Bindu Visarga
jest to maleńki punkt w mózgu, w którym śmiertelność i
nieśmiertelność wibrują we wspólnym tańcu.
Tutaj spotykają się razem przeszłość i przyszłość i
zatrzymuje się czas ... a może ten nigdy nie istniał?
W tym maleńkim punkcie wszystko się zaczyna i wszystko się
kończy. We wszystkich religiach mówi się, że Bóg jest
światłem, Wiecznym Światłem. Bindu jest bardzo tajemnicze,
jest to niepojęty punkt, w którym dwa przeciwieństwa mogą
współistnieć. Od tego miejsca, punktu 0, każde rozpoczyna
bieg w przeciwnym kierunku [jak w termometrze (+) i (-)]. W
tworzeniu świadomości energia płynie z Bindu do Bhupura
(forma kwadratu), który reprezentuje element ziemi. Bindu
jest tu niczym kolejka linowa, na której jedni jadą do góry
a inni w dół. Wiemy, że jedni ludzie wspinają się na wysoką
górę po boskość za pomocą swoich cnót. Boskość w człowieku
to jego najlepsze cnoty, jego doskonałość. Do tej grupy
ludzi zaliczają się osoby, które pozbyły się wszystkich
brudów życia. Ich ciało i dusza iluminują światłem.
Wielka
to rzecz zostać choćby „małym świętym”, która jest osiągalna
dla każdego, a jeszcze większa wręcz o wartości kosmicznej
wyhodować w sobie boskość, gdzie osoby są tak daleko czyste,
że wszystko czym się otaczają, nawet ziemia po której chodzą
stają się święte.

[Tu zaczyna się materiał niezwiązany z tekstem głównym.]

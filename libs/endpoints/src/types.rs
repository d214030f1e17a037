use std::fmt;

use serde::{Deserialize, Serialize};

/// Reference to the object backing an address (usually a pod).
#[derive(Debug, Clone, PartialEq, Eq, PartialOrd, Ord, Hash, Serialize, Deserialize)]
pub struct ObjectReference {
    pub kind: String,
    pub namespace: String,
    pub name: String,
    pub uid: String,
}

#[derive(Debug, Clone, PartialEq, Eq, PartialOrd, Ord, Hash, Serialize, Deserialize)]
pub struct EndpointAddress {
    pub ip: String,
    #[serde(default, skip_serializing_if = "Option::is_none")]
    pub hostname: Option<String>,
    #[serde(default, skip_serializing_if = "Option::is_none")]
    pub node_name: Option<String>,
    #[serde(default, skip_serializing_if = "Option::is_none")]
    pub target_ref: Option<ObjectReference>,
}

/// Identity of an address inside a subset: `(ip, podUID)`.
pub type AddressKey = (String, Option<String>);

impl EndpointAddress {
    pub fn new(ip: impl Into<String>) -> Self {
        Self {
            ip: ip.into(),
            hostname: None,
            node_name: None,
            target_ref: None,
        }
    }

    pub fn with_target_uid(mut self, uid: impl Into<String>) -> Self {
        self.target_ref = Some(ObjectReference {
            kind: "Pod".to_string(),
            namespace: String::new(),
            name: String::new(),
            uid: uid.into(),
        });
        self
    }

    pub fn uid(&self) -> Option<&str> {
        self.target_ref.as_ref().map(|r| r.uid.as_str())
    }

    pub fn key(&self) -> AddressKey {
        (self.ip.clone(), self.uid().map(str::to_string))
    }
}

#[derive(Debug, Clone, Copy, Default, PartialEq, Eq, PartialOrd, Ord, Hash, Serialize, Deserialize)]
#[serde(rename_all = "UPPERCASE")]
pub enum Protocol {
    #[default]
    Tcp,
    Udp,
    Sctp,
}

impl fmt::Display for Protocol {
    fn fmt(&self, f: &mut fmt::Formatter<'_>) -> fmt::Result {
        match self {
            Self::Tcp => write!(f, "TCP"),
            Self::Udp => write!(f, "UDP"),
            Self::Sctp => write!(f, "SCTP"),
        }
    }
}

/// Ports order by `(name, port, protocol)`.
#[derive(Debug, Clone, PartialEq, Eq, PartialOrd, Ord, Hash, Serialize, Deserialize)]
pub struct EndpointPort {
    pub name: String,
    pub port: i32,
    pub protocol: Protocol,
    #[serde(default, skip_serializing_if = "Option::is_none")]
    pub app_protocol: Option<String>,
}

impl EndpointPort {
    pub fn tcp(name: impl Into<String>, port: i32) -> Self {
        Self {
            name: name.into(),
            port,
            protocol: Protocol::Tcp,
            app_protocol: None,
        }
    }
}

#[derive(Debug, Clone, Default, PartialEq, Eq, PartialOrd, Ord, Hash, Serialize, Deserialize)]
pub struct EndpointSubset {
    #[serde(default)]
    pub addresses: Vec<EndpointAddress>,
    #[serde(default)]
    pub not_ready_addresses: Vec<EndpointAddress>,
    #[serde(default)]
    pub ports: Vec<EndpointPort>,
    #[serde(default)]
    pub service_group_id: String,
}

impl EndpointSubset {
    /// First address by sort order, ready addresses first.
    pub fn first_address(&self) -> Option<&EndpointAddress> {
        self.addresses
            .first()
            .or_else(|| self.not_ready_addresses.first())
    }

    pub fn has_addresses(&self) -> bool {
        !self.addresses.is_empty() || !self.not_ready_addresses.is_empty()
    }
}

/// The bootstrap `Endpoints` object.
#[derive(Debug, Clone, Default, PartialEq, Eq, Serialize, Deserialize)]
pub struct Endpoints {
    pub namespace: String,
    pub name: String,
    #[serde(default)]
    pub subsets: Vec<EndpointSubset>,
    /// Optimistic-concurrency token assigned by the registry; 0 before create.
    #[serde(default)]
    pub resource_version: u64,
}

impl Endpoints {
    pub fn new(namespace: impl Into<String>, name: impl Into<String>) -> Self {
        Self {
            namespace: namespace.into(),
            name: name.into(),
            subsets: Vec::new(),
            resource_version: 0,
        }
    }

    /// Split subsets into those belonging to `group` and the rest.
    pub fn partition_by_group(&self, group: &str) -> (Vec<&EndpointSubset>, Vec<&EndpointSubset>) {
        self.subsets
            .iter()
            .partition(|s| s.service_group_id == group)
    }
}
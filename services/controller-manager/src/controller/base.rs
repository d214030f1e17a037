//! Controller base: registration, range tracking, hand-off and work gating.

use std::collections::HashMap;
use std::sync::{Arc, Mutex};
use std::time::Duration;

use scf_id::{instance_name, InstanceId};
use scf_partition::{KeyRange, KEY_MAX};
use scf_reconcile::BackoffPolicy;
use scf_registry::{
    retry_transient, with_timeout, ControllerInstance, ControllerInstanceStore, RegistryResult,
};
use tokio::sync::broadcast::error::RecvError;
use tokio::sync::{broadcast, watch};
use tokio::time::Instant;
use tracing::{debug, error, info, instrument, warn};

use super::filter::FilterBound;
use super::lock;
use super::state::{observe, ControllerState, Observation, Roster};
use crate::error::ControllerError;
use crate::instance_manager::ControllerInstanceManager;

const FILTER_BUFFER: usize = 64;

/// Controller base configuration.
#[derive(Debug, Clone)]
pub struct BaseConfig {
    /// Deadline for each registry call.
    pub rpc_timeout: Duration,

    /// How often a draining controller re-checks its in-flight count.
    pub drain_poll_interval: Duration,

    /// Attempts for the initial registration.
    pub registration_attempts: u32,

    /// Backoff between registration attempts.
    pub backoff: BackoffPolicy,

    /// Membership lease. Peers reap the instance if it is not renewed in
    /// time; zero registers without a lease.
    pub instance_lease: Duration,

    /// A workload counts towards `workload_num` for this long after it was
    /// last handled.
    pub workload_window: Duration,
}

impl Default for BaseConfig {
    fn default() -> Self {
        Self {
            rpc_timeout: Duration::from_secs(10),
            drain_poll_interval: Duration::from_millis(100),
            registration_attempts: 5,
            backoff: BackoffPolicy::default(),
            instance_lease: Duration::from_secs(20),
            workload_window: Duration::from_secs(600),
        }
    }
}

/// Whether a dequeued item may be processed now.
#[derive(Debug)]
pub enum WorkAdmission {
    /// In range and active; the guard counts the item as in flight.
    Admitted(InFlightGuard),
    OutOfRange,
    /// Locked, waiting or stopped.
    NotActive,
}

/// Counts one in-flight work item until dropped.
#[derive(Debug)]
pub struct InFlightGuard {
    counter: Arc<Mutex<usize>>,
}

impl Drop for InFlightGuard {
    fn drop(&mut self) {
        let mut count = lock(&self.counter);
        *count = count.saturating_sub(1);
    }
}

struct Shared {
    state: ControllerState,
    range: KeyRange,
    roster: Roster,
    position: Option<usize>,
    seen_self: bool,
    /// A registry write failed; retry on the next tick.
    needs_resync: bool,
}

/// Follow-up work computed under the state lock and run after releasing it.
#[derive(Default)]
struct Plan {
    filter: Option<FilterBound>,
    pin_key: bool,
    clear_lock: bool,
    unlock_predecessor: Option<String>,
}

/// Per-controller sharding state embedded in every reconciler.
pub struct ControllerBase {
    controller_type: String,
    name: String,
    registry: Arc<dyn ControllerInstanceStore>,
    cim: Arc<ControllerInstanceManager>,
    config: BaseConfig,
    shared: Mutex<Shared>,
    in_flight: Arc<Mutex<usize>>,
    /// Workload key to when it was last handled.
    workloads: Mutex<HashMap<i64, Instant>>,
    state_tx: watch::Sender<ControllerState>,
    filter_tx: broadcast::Sender<FilterBound>,
    latest_filter: watch::Sender<Option<FilterBound>>,
}
use std::time::Duration;

use chrono::{DateTime, Utc};
use serde::{Deserialize, Serialize};

/// Membership record of one controller process shard.
#[derive(Debug, Clone, PartialEq, Eq, Serialize, Deserialize)]
pub struct ControllerInstance {
    /// Globally unique, never reused.
    pub name: String,

    /// Partition namespace, e.g. "replicaset". Immutable.
    pub controller_type: String,

    /// Inclusive upper bound of this instance's key range.
    pub controller_key: i64,

    /// Advisory count of workloads handled, refreshed by health reports.
    #[serde(default)]
    pub workload_num: i32,

    /// True while waiting for the successor to hand off key space.
    #[serde(default)]
    pub is_locked: bool,

    /// Membership lease in milliseconds. The registry reaps the instance when
    /// it goes this long without a write or renewal. 0 never expires.
    #[serde(default)]
    pub lease_duration_ms: u64,

    /// Assigned by the registry on every write; 0 before create.
    #[serde(default)]
    pub resource_version: u64,

    #[serde(default, skip_serializing_if = "Option::is_none")]
    pub deletion_timestamp: Option<DateTime<Utc>>,
}

impl ControllerInstance {
    pub fn new(
        name: impl Into<String>,
        controller_type: impl Into<String>,
        controller_key: i64,
        is_locked: bool,
    ) -> Self {
        Self {
            name: name.into(),
            controller_type: controller_type.into(),
            controller_key,
            workload_num: 0,
            is_locked,
            lease_duration_ms: 0,
            resource_version: 0,
            deletion_timestamp: None,
        }
    }

    /// Expire the instance unless renewed within `ttl`.
    pub fn with_lease_duration(mut self, ttl: Duration) -> Self {
        self.lease_duration_ms = u64::try_from(ttl.as_millis()).unwrap_or(u64::MAX);
        self
    }

    pub fn lease_duration(&self) -> Option<Duration> {
        (self.lease_duration_ms > 0).then(|| Duration::from_millis(self.lease_duration_ms))
    }

    pub fn is_deleted(&self) -> bool {
        self.deletion_timestamp.is_some()
    }
}

#[derive(Debug, Clone, Copy, PartialEq, Eq, Serialize, Deserialize)]
#[serde(rename_all = "SCREAMING_SNAKE_CASE")]
pub enum WatchEventType {
    Added,
    Modified,
    Deleted,
}

impl WatchEventType {
    pub fn as_str(&self) -> &'static str {
        match self {
            Self::Added => "ADDED",
            Self::Modified => "MODIFIED",
            Self::Deleted => "DELETED",
        }
    }
}

impl std::str::FromStr for WatchEventType {
    type Err = String;

    fn from_str(s: &str) -> Result<Self, Self::Err> {
        match s {
            "ADDED" => Ok(Self::Added),
            "MODIFIED" => Ok(Self::Modified),
            "DELETED" => Ok(Self::Deleted),
            other => Err(format!("unknown watch event type '{other}'")),
        }
    }
}

#[derive(Debug, Clone, PartialEq, Eq, Serialize, Deserialize)]
pub struct WatchEvent<T> {
    pub event_type: WatchEventType,
    pub object: T,
}

impl<T> WatchEvent<T> {
    pub fn new(event_type: WatchEventType, object: T) -> Self {
        Self { event_type, object }
    }
}

/// Consistent list result; watch from `resource_version` to continue.
#[derive(Debug, Clone, Default)]
pub struct InstanceList {
    pub items: Vec<ControllerInstance>,
    pub resource_version: u64,
}

/// A live API server lease.
#[derive(Debug, Clone, PartialEq, Eq, PartialOrd, Ord, Serialize, Deserialize)]
pub struct Lease {
    pub service_group_id: String,
    pub ip: String,
}
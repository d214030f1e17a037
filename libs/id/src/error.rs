use thiserror::Error;

/// Instance id and name parsing errors.
#[derive(Debug, Error, Clone, PartialEq, Eq)]
pub enum IdError {
    #[error("empty instance id")]
    Empty,

    #[error("instance id prefix is '{actual}', expected '{expected}'")]
    InvalidPrefix {
        expected: &'static str,
        actual: String,
    },

    /// No `_` between prefix and ULID.
    #[error("instance id has no '_' separator")]
    MissingSeparator,

    #[error("instance id carries an invalid ULID: {0}")]
    InvalidUlid(String),

    /// The instance name does not carry the expected controller type.
    #[error("instance name '{name}' does not belong to controller type '{controller_type}'")]
    ControllerTypeMismatch {
        name: String,
        controller_type: String,
    },
}

impl IdError {
    pub fn is_empty(&self) -> bool {
        matches!(self, IdError::Empty)
    }
}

Ten stan w zasadzie także jest do
osiągnięcia przez każdą osobę, lecz z życia wiemy, że dosięgnęła go zaledwie garstka ludzi na świecie. Toteż ważne
jest tutaj prawdziwe rozeznanie, zrozumienie i nie ponośmy
się na fali wadliwego wyobrażenia o własnej świętości.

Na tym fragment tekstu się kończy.